## [Exercise]
Pull every line of the entries that has the word "ClientEvent".

Start of Task data

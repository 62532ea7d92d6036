use anyhow::{anyhow, Context, Result};
use serde::Deserialize;

#[derive(Debug, Clone, Deserialize, Default, PartialEq)]
pub struct AppConfig {
    #[serde(default)]
    pub server: ServerConfig,
    #[serde(default)]
    pub database: DatabaseConfig,
}

#[derive(Debug, Clone, Deserialize, PartialEq)]
pub struct ServerConfig {
    #[serde(default = "default_host")]
    pub host: String,
    #[serde(default = "default_port")]
    pub port: u16,
    #[serde(default)]
    pub worker_threads: Option<usize>,
    /// `Development` enables the API docs UI.
    #[serde(default = "default_environment")]
    pub environment: String,
}

impl Default for ServerConfig {
    fn default() -> Self {
        Self {
            host: default_host(),
            port: default_port(),
            worker_threads: Some(4),
            environment: default_environment(),
        }
    }
}

/// Names the in-memory database instance a service opens.
#[derive(Debug, Clone, Deserialize, Default, PartialEq)]
pub struct DatabaseConfig {
    #[serde(default)]
    pub default_connection: String,
}

fn default_host() -> String { "127.0.0.1".into() }
fn default_port() -> u16 { 8080 }
fn default_environment() -> String { "Development".into() }

/// Load `CONFIG_PATH`, or `config/<service>.toml` when unset.
pub fn load_for_service(service: &str) -> Result<AppConfig> {
    load_from_file(&config_path_with(service, |key| std::env::var(key).ok()))
}

fn config_path_with<F>(service: &str, get: F) -> String
where
    F: Fn(&str) -> Option<String>,
{
    get("CONFIG_PATH").unwrap_or_else(|| format!("config/{service}.toml"))
}

pub fn load_from_file(path: &str) -> Result<AppConfig> {
    let content = std::fs::read_to_string(path)?;
    parse(&content).with_context(|| format!("invalid config file {path}"))
}

pub fn parse(content: &str) -> Result<AppConfig> {
    let cfg: AppConfig = toml::from_str(content)?;
    Ok(cfg)
}

fn is_missing_file(err: &anyhow::Error) -> bool {
    err.downcast_ref::<std::io::Error>()
        .is_some_and(|e| e.kind() == std::io::ErrorKind::NotFound)
}

impl AppConfig {
    /// Read the service's config file. Only a missing file falls back to
    /// `defaults` overlaid with environment variables; any other failure is returned.
    pub fn load_and_validate(service: &str, defaults: AppConfig) -> Result<Self> {
        Self::load_and_validate_with(service, defaults, |key| std::env::var(key).ok())
    }

    /// [`AppConfig::load_and_validate`] with environment lookups routed through `get`.
    pub fn load_and_validate_with<F>(service: &str, defaults: AppConfig, get: F) -> Result<Self>
    where
        F: Fn(&str) -> Option<String>,
    {
        let path = config_path_with(service, &get);
        let mut cfg = match load_from_file(&path) {
            Ok(cfg) => cfg,
            Err(e) if is_missing_file(&e) => {
                let mut cfg = defaults;
                cfg.overlay_env_with(&get);
                cfg
            }
            Err(e) => return Err(e),
        };
        cfg.normalize_and_validate()?;
        Ok(cfg)
    }

    /// Apply `SERVER_HOST`, `SERVER_PORT`, `TOKIO_WORKER_THREADS`,
    /// `APP_ENVIRONMENT` and `DEFAULT_CONNECTION` from `get`.
    pub fn overlay_env_with<F>(&mut self, get: F)
    where
        F: Fn(&str) -> Option<String>,
    {
        if let Some(host) = get("SERVER_HOST") {
            self.server.host = host;
        }
        if let Some(port) = get("SERVER_PORT").and_then(|p| p.parse::<u16>().ok()) {
            self.server.port = port;
        }
        if let Some(w) = get("TOKIO_WORKER_THREADS").and_then(|v| v.parse::<usize>().ok()) {
            self.server.worker_threads = Some(w);
        }
        if let Some(env) = get("APP_ENVIRONMENT") {
            self.server.environment = env;
        }
        if let Some(conn) = get("DEFAULT_CONNECTION") {
            self.database.default_connection = conn;
        }
    }

    pub fn normalize_and_validate(&mut self) -> Result<()> {
        self.server.normalize()?;
        self.database.normalize_from_env();
        self.database.validate()?;
        Ok(())
    }
}

impl ServerConfig {
    fn normalize(&mut self) -> Result<()> {
        if self.host.trim().is_empty() {
            self.host = default_host();
        }
        if self.port == 0 {
            return Err(anyhow!("server.port must be within 1..=65535"));
        }
        match self.worker_threads {
            Some(w) if w > 0 => {}
            _ => self.worker_threads = Some(4),
        }
        if self.environment.trim().is_empty() {
            self.environment = default_environment();
        }
        Ok(())
    }

    pub fn is_development(&self) -> bool {
        self.environment.trim().eq_ignore_ascii_case("development")
    }

    pub fn bind_addr(&self) -> String {
        format!("{}:{}", self.host, self.port)
    }
}

impl DatabaseConfig {
    pub fn normalize_from_env(&mut self) {
        if self.default_connection.trim().is_empty() {
            if let Ok(conn) = std::env::var("DEFAULT_CONNECTION") {
                self.default_connection = conn;
            }
        }
        self.default_connection = self.default_connection.trim().to_string();
    }

    pub fn validate(&self) -> Result<()> {
        if self.default_connection.is_empty() {
            return Err(anyhow!(
                "database.default_connection is empty; set it in the config file or DEFAULT_CONNECTION"
            ));
        }
        Ok(())
    }
}
/// Realtime socket integration tests
///
/// Opens provider sockets against the in-process fake provider.
mod common;

use common::FakeProvider;
use readalong_voice_lib::network::{
    ClientEvent, ConnectionConfig, NetworkError, RealtimeConnection, ServerEvent, SessionSettings,
};
use readalong_voice_lib::profile::TurnDetection;

#[test]
fn test_provider_config_carries_key_and_model() {
    println!("\n=== Provider ConnectionConfig Test ===");

    let mut provider = readalong_voice_lib::state::AppConfig::default().provider;
    provider.api_key = "sk-test".to_string();
    let config = ConnectionConfig::for_provider(&provider, "gpt-4o-realtime-preview");

    assert_eq!(config.bearer_token.as_deref(), Some("sk-test"));
    assert!(config.realtime_beta);
    assert_eq!(config.timeout_ms, 10_000);

    let url = config.build_url().unwrap();
    assert!(url.starts_with(&provider.realtime_url));
    assert!(url.contains("model=gpt-4o-realtime-preview"));
    println!("✓ {url}");
}

#[test]
fn test_non_websocket_scheme_rejected() {
    let err = ConnectionConfig::new("http://127.0.0.1:8787/relay")
        .build_url()
        .unwrap_err();
    assert!(matches!(err, NetworkError::InvalidConfig(_)));

    let err = ConnectionConfig::new("not a url").build_url().unwrap_err();
    assert!(matches!(err, NetworkError::InvalidConfig(_)));
}

#[tokio::test]
async fn test_session_round_trip_with_provider() {
    println!("\n=== Provider Socket Test ===");

    let provider = FakeProvider::start().await;
    let config = ConnectionConfig::new(provider.realtime_url())
        .with_query("model", "fake")
        .with_bearer("sk-test")
        .with_realtime_beta();

    let mut connection = RealtimeConnection::connect(&config).await.unwrap();
    assert!(connection.is_open());

    let created = connection.recv().await.unwrap().unwrap();
    assert!(matches!(created, ServerEvent::SessionCreated { .. }));

    let update = ClientEvent::SessionUpdate {
        session: SessionSettings::turn_detection_only(TurnDetection::default()),
    };
    connection.send(&update).await.unwrap();
    let updated = connection.recv().await.unwrap().unwrap();
    assert_eq!(updated.event_type(), "session.updated");
    println!("✓ session.created then session.updated");

    connection.close().await.unwrap();
    assert!(!connection.is_open());
    assert!(matches!(
        connection.send_text("{}".to_string()).await,
        Err(NetworkError::ConnectionClosed)
    ));

    assert_eq!(provider.authorizations(), vec!["Bearer sk-test".to_string()]);
    assert_eq!(provider.received_types(), vec!["session.update".to_string()]);
}

#[tokio::test]
async fn test_rejected_key_is_authentication_failure() {
    let provider = FakeProvider::start().await;
    provider.reject_auth(true);

    let config = ConnectionConfig::new(provider.realtime_url()).with_bearer("sk-wrong");
    let err = RealtimeConnection::connect(&config).await.unwrap_err();
    assert!(matches!(err, NetworkError::AuthenticationFailed), "{err}");
}

#[tokio::test]
async fn test_closed_port_is_connection_failure() {
    let config = ConnectionConfig::new("ws://127.0.0.1:1/v1/realtime").with_timeout(2_000);
    let err = RealtimeConnection::connect(&config).await.unwrap_err();
    assert!(matches!(err, NetworkError::ConnectionFailed(_)), "{err}");
}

End of Task data

## [Solution below]
    ClientEvent, ConnectionConfig, NetworkError, RealtimeConnection, ServerEvent, SessionSettings,
    let update = ClientEvent::SessionUpdate {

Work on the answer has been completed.